Reputation: 43
Hi I'm trying to parse large URL's from a log using Hive.
There is a particular value that I want to extract from the URL (strategy=??) the values can be hyphenated, but not always.
I built this sample query, but it just returns nothing.
What am I doing wrong?
select regexp_extract('234=23234&werw=asdf&strategy=retargeting&asdf=fds23', '(strategy=)([-\w*]*)',2) from vt;
so the value I'm expecting to get is retargeting from this partial URL string. 234=23234&werw=asdf&strategy=retargeting&asdf=fds23
Any help is greatly appreciated!!!
Upvotes: 0
Views: 4326
Reputation: 411
I believe this regex will work for you:
strategy=((\w-?)+)
Here's a RegExr link: http://regexr.com?35sbl. After matching, group 1 contains the value of strategy
. Note that this regex will match any number of hyphens in the value. It also fails if the hyphen is the first character (though, in my opinion, a leading hyphen does not make a value 'hyphenated').

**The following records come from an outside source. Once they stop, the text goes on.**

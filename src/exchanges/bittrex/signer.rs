use crate::core::errors::ExchangeError;
use crate::core::kernel::{hmac_sha512, NonceGenerator, SignatureResult, Signer};
use secrecy::{ExposeSecret, Secret};
use std::collections::HashMap;

/// HMAC-SHA512 signer for Bittrex v1.1 private endpoints.
///
/// The venue authenticates GET requests by signing the complete request URL,
/// query string included. The API key and a fresh nonce are merged into the
/// query string first, then the whole URL is signed and the digest sent in
/// the `apisign` header.
pub struct BittrexSigner {
    api_key: String,
    secret_key: Secret<String>,
    nonce: NonceGenerator,
}

impl BittrexSigner {
    /// Create a new signer. Empty credentials are rejected here rather than
    /// producing signatures over empty input later.
    pub fn new(api_key: String, secret_key: String) -> Result<Self, ExchangeError> {
        if api_key.is_empty() || secret_key.is_empty() {
            return Err(ExchangeError::AuthError(
                "API key and secret are required for private endpoints".to_string(),
            ));
        }

        Ok(Self {
            api_key,
            secret_key: Secret::new(secret_key),
            nonce: NonceGenerator::new(),
        })
    }
}

impl Signer for BittrexSigner {
    fn sign_request(&self, url: &str, query_string: &str) -> SignatureResult {
        let auth_params = format!(
            "apikey={}&nonce={}",
            urlencoding::encode(&self.api_key),
            self.nonce.next()
        );

        let signed_query = if query_string.is_empty() {
            auth_params
        } else {
            format!("{}&{}", query_string, auth_params)
        };

        // HMAC over the exact URL that goes on the wire.
        let message = format!("{}?{}", url, signed_query);
        let signature = hmac_sha512(
            self.secret_key.expose_secret().as_bytes(),
            message.as_bytes(),
        )?;

        let mut headers = HashMap::new();
        headers.insert("apisign".to_string(), signature);

        Ok((headers, signed_query))
    }
}

#[cfg(test)]
mod tests {
    use super::*;

    fn signer() -> BittrexSigner {
        BittrexSigner::new("test_key".to_string(), "test_secret".to_string()).unwrap()
    }

    #[test]
    fn test_rejects_empty_credentials() {
        assert!(matches!(
            BittrexSigner::new(String::new(), "secret".to_string()),
            Err(ExchangeError::AuthError(_))
        ));
        assert!(matches!(
            BittrexSigner::new("key".to_string(), String::new()),
            Err(ExchangeError::AuthError(_))
        ));
    }

    #[test]
    fn test_merges_apikey_and_nonce_into_query() {
        let signer = signer();
        let (_, query) = signer
            .sign_request("https://bittrex.com/api/v1.1/market/cancel", "uuid=abc")
            .unwrap();

        assert!(query.starts_with("uuid=abc&apikey=test_key&nonce="));
    }

    #[test]
    fn test_auth_params_stand_alone_without_caller_query() {
        let signer = signer();
        let (_, query) = signer
            .sign_request("https://bittrex.com/api/v1.1/account/getbalances", "")
            .unwrap();

        assert!(query.starts_with("apikey=test_key&nonce="));
        assert!(!query.starts_with('&'));
    }

    #[test]
    fn test_signature_travels_in_apisign_header() {
        let signer = signer();
        let (headers, _) = signer
            .sign_request("https://bittrex.com/api/v1.1/account/getbalances", "")
            .unwrap();

        let digest = headers.get("apisign").expect("apisign header missing");
        // hex-encoded SHA-512 output
        assert_eq!(digest.len(), 128);
        assert!(digest.chars().all(|c| c.is_ascii_hexdigit()));
    }

    #[test]
    fn test_successive_requests_use_increasing_nonces() {
        let signer = signer();
        let nonce_of = |query: &str| -> u64 {
            query
                .rsplit_once("nonce=")
                .unwrap()
                .1
                .parse()
                .unwrap()
        };

        let (_, first) = signer.sign_request("https://x", "a=1").unwrap();
        let (_, second) = signer.sign_request("https://x", "a=1").unwrap();
        assert!(nonce_of(&second) > nonce_of(&first));
    }
}
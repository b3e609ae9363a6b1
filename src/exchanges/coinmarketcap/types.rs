use rust_decimal::Decimal;
use serde::Deserialize;
use std::collections::HashMap;

/// One listing from the v1 ticker endpoint.
///
/// The aggregator serializes numbers as strings and may return null for any
/// of them. Converted-currency fields (`price_eur`, ...) have dynamic names
/// and land in `converted`.
#[derive(Debug, Clone, Deserialize)]
pub struct CmcTicker {
    pub id: String,
    pub name: String,
    pub symbol: String,
    pub rank: String,
    pub price_usd: Option<Decimal>,
    pub price_btc: Option<Decimal>,
    #[serde(rename = "24h_volume_usd")]
    pub volume_24h_usd: Option<Decimal>,
    pub market_cap_usd: Option<Decimal>,
    pub available_supply: Option<Decimal>,
    pub total_supply: Option<Decimal>,
    pub max_supply: Option<Decimal>,
    pub percent_change_1h: Option<Decimal>,
    pub percent_change_24h: Option<Decimal>,
    pub percent_change_7d: Option<Decimal>,
    pub last_updated: Option<String>,
    #[serde(flatten)]
    pub converted: HashMap<String, Option<serde_json::Value>>,
}

/// Aggregate market statistics from the v1 global endpoint.
#[derive(Debug, Clone, Deserialize)]
pub struct CmcGlobal {
    pub total_market_cap_usd: Option<Decimal>,
    #[serde(rename = "total_24h_volume_usd")]
    pub total_volume_24h_usd: Option<Decimal>,
    pub bitcoin_percentage_of_market_cap: Option<Decimal>,
    pub active_currencies: Option<u64>,
    pub active_assets: Option<u64>,
    pub active_markets: Option<u64>,
    #[serde(flatten)]
    pub converted: HashMap<String, Option<serde_json::Value>>,
}

#[cfg(test)]
mod tests {
    use super::*;

    #[test]
    fn test_ticker_deserializes_string_numbers() {
        let ticker: CmcTicker = serde_json::from_str(
            r#"{
                "id": "bitcoin",
                "name": "Bitcoin",
                "symbol": "BTC",
                "rank": "1",
                "price_usd": "573.137",
                "price_btc": "1.0",
                "24h_volume_usd": "72855700.0",
                "market_cap_usd": "9080883500.0",
                "available_supply": "15844176.0",
                "total_supply": "15844176.0",
                "max_supply": "21000000.0",
                "percent_change_1h": "0.04",
                "percent_change_24h": "-0.3",
                "percent_change_7d": "-0.57",
                "last_updated": "1472762067"
            }"#,
        )
        .unwrap();

        assert_eq!(ticker.id, "bitcoin");
        assert_eq!(ticker.price_usd.unwrap().to_string(), "573.137");
        assert_eq!(ticker.volume_24h_usd.unwrap().to_string(), "72855700.0");
    }

    #[test]
    fn test_ticker_captures_converted_fields() {
        let ticker: CmcTicker = serde_json::from_str(
            r#"{
                "id": "bitcoin", "name": "Bitcoin", "symbol": "BTC", "rank": "1",
                "price_usd": "573.137", "price_btc": "1.0",
                "24h_volume_usd": null, "market_cap_usd": null,
                "available_supply": null, "total_supply": null, "max_supply": null,
                "percent_change_1h": null, "percent_change_24h": null,
                "percent_change_7d": null, "last_updated": null,
                "price_eur": "512.33", "24h_volume_eur": "65123000.0"
            }"#,
        )
        .unwrap();

        assert!(ticker.converted.contains_key("price_eur"));
        assert!(ticker.converted.contains_key("24h_volume_eur"));
    }

    #[test]
    fn test_global_deserializes_numeric_fields() {
        let global: CmcGlobal = serde_json::from_str(
            r#"{
                "total_market_cap_usd": 201241796675,
                "total_24h_volume_usd": 4548680009,
                "bitcoin_percentage_of_market_cap": 62.54,
                "active_currencies": 896,
                "active_assets": 360,
                "active_markets": 6439
            }"#,
        )
        .unwrap();

        assert_eq!(global.active_markets, Some(6439));
        assert!(global.total_market_cap_usd.is_some());
    }
}
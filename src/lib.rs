pub mod core;
pub mod exchanges;

pub use core::{config::ExchangeConfig, errors::ExchangeError, traits::VenueConnector, types::*};
pub use exchanges::bittrex::BittrexConnector;
pub use exchanges::coinmarketcap::CoinMarketCap;
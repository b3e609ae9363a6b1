use crate::core::errors::ExchangeError;
use crate::core::types::{
    Balance, DepositAddress, DepositRecord, MarketSummary, OpenOrder, OrderBook, OrderBookLevel,
    OrderInfo, Pair, Ticker, Trade, WithdrawalRecord,
};
use crate::exchanges::bittrex::pair::parse_market_name;
use crate::exchanges::bittrex::types::{
    BittrexAddress, BittrexBalance, BittrexDeposit, BittrexHistoricalOrder, BittrexMarket,
    BittrexMarketSummary, BittrexOpenOrder, BittrexOrder, BittrexOrderBook, BittrexTicker,
    BittrexTrade, BittrexWithdrawal,
};
use chrono::NaiveDateTime;
use rust_decimal::Decimal;

/// Classify a venue trade-direction value as sell-side.
pub fn is_sale(order_type: &str) -> bool {
    order_type.to_uppercase().contains("SELL")
}

/// Parse the venue's ISO timestamp.
///
/// The venue emits sub-second precision only when it is nonzero, so the
/// millisecond format is tried first with a second-precision fallback.
pub fn parse_timestamp(ts: &str) -> Result<NaiveDateTime, ExchangeError> {
    NaiveDateTime::parse_from_str(ts, "%Y-%m-%dT%H:%M:%S%.f")
        .or_else(|_| NaiveDateTime::parse_from_str(ts, "%Y-%m-%dT%H:%M:%S"))
        .map_err(|e| {
            ExchangeError::DeserializationError(format!("Unparseable timestamp '{}': {}", ts, e))
        })
}

/// Normalize the ticker's capitalized fields to the lowercase convention.
pub fn convert_ticker(ticker: &BittrexTicker) -> Ticker {
    Ticker {
        bid: ticker.bid,
        ask: ticker.ask,
        last: ticker.last,
    }
}

pub fn convert_trade(trade: &BittrexTrade) -> Result<Trade, ExchangeError> {
    Ok(Trade {
        timestamp: parse_timestamp(&trade.time_stamp)?,
        is_sale: is_sale(&trade.order_type),
        rate: trade.price,
        amount: trade.quantity,
        trade_id: trade.id,
    })
}

pub fn convert_trade_history(trades: &[BittrexTrade]) -> Result<Vec<Trade>, ExchangeError> {
    trades.iter().map(convert_trade).collect()
}

/// Map the venue book to `[price, quantity]` levels.
///
/// Venue ordering is preserved as-is: the venue already returns both sides
/// closest-to-spread first, and re-sorting direction differs by venue.
pub fn convert_order_book(book: &BittrexOrderBook) -> OrderBook {
    let level = |entry: &crate::exchanges::bittrex::types::BittrexOrderBookEntry| OrderBookLevel {
        price: entry.rate,
        quantity: entry.quantity,
    };

    OrderBook {
        bids: book.buy.iter().map(level).collect(),
        asks: book.sell.iter().map(level).collect(),
    }
}

/// Invert venue `base-quote` market names into canonical quote-base pairs.
pub fn convert_markets(markets: &[BittrexMarket]) -> Result<Vec<Pair>, ExchangeError> {
    markets
        .iter()
        .map(|market| parse_market_name(&market.market_name.to_lowercase()))
        .collect()
}

/// Keep only entries with a strictly positive balance.
pub fn convert_balances(balances: Vec<BittrexBalance>) -> Vec<Balance> {
    balances
        .into_iter()
        .filter(|balance| balance.balance > Decimal::ZERO)
        .map(|balance| Balance {
            currency: balance.currency,
            balance: balance.balance,
            available: balance.available,
            pending: balance.pending,
        })
        .collect()
}

pub fn convert_market_summary(summary: &BittrexMarketSummary) -> MarketSummary {
    MarketSummary {
        high: summary.high,
        low: summary.low,
        volume: summary.volume,
        last: summary.last,
        base_volume: summary.base_volume,
        bid: summary.bid,
        ask: summary.ask,
        open_buy_orders: summary.open_buy_orders,
        open_sell_orders: summary.open_sell_orders,
        prev_day: summary.prev_day,
    }
}

pub fn convert_open_order(order: &BittrexOpenOrder) -> OpenOrder {
    OpenOrder {
        order_id: order.order_uuid.clone(),
        pair: order.exchange.to_lowercase(),
        is_sale: is_sale(&order.order_type),
        rate: order.limit,
        amount: order.quantity,
        amount_remaining: order.quantity_remaining,
    }
}

pub fn convert_order(order: &BittrexOrder) -> OrderInfo {
    OrderInfo {
        order_id: order.order_uuid.clone(),
        pair: order.exchange.to_lowercase(),
        order_type: order.order_type.clone(),
        rate: order.limit,
        amount: order.quantity,
        amount_remaining: order.quantity_remaining,
        is_open: order.is_open,
    }
}

pub fn convert_historical_order(order: &BittrexHistoricalOrder) -> OrderInfo {
    OrderInfo {
        order_id: order.order_uuid.clone(),
        pair: order.exchange.to_lowercase(),
        order_type: order.order_type.clone(),
        rate: order.limit,
        amount: order.quantity,
        amount_remaining: order.quantity_remaining,
        is_open: false,
    }
}

pub fn convert_deposit_address(address: &BittrexAddress) -> DepositAddress {
    DepositAddress {
        currency: address.currency.clone(),
        address: address.address.clone(),
    }
}

pub fn convert_withdrawal(withdrawal: &BittrexWithdrawal) -> WithdrawalRecord {
    WithdrawalRecord {
        withdrawal_id: withdrawal.payment_uuid.clone(),
        currency: withdrawal.currency.clone(),
        amount: withdrawal.amount,
        address: withdrawal.address.clone(),
    }
}

pub fn convert_deposit(deposit: &BittrexDeposit) -> DepositRecord {
    DepositRecord {
        deposit_id: deposit.id,
        currency: deposit.currency.clone(),
        amount: deposit.amount,
    }
}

From what I can tell, your method didn't return anything because of the way group 2 is set up: you have [-\w*]
, which says "match a hyphen and then any number of alphanumeric characters (including 0)". You could also rewrite this as [-?\w*]*
, which says "match or don't match a hyphen, and then any number of alphanumeric characters (including 0)". However, this would then match just a hyphen, as in this case
strategy=-
Which is not something you want, I would think. A slightly safer way might be setting group 2 to [-?\w+]+
, which would require at least one \w
character after the equals sign. Happy coding! :)
Upvotes: 0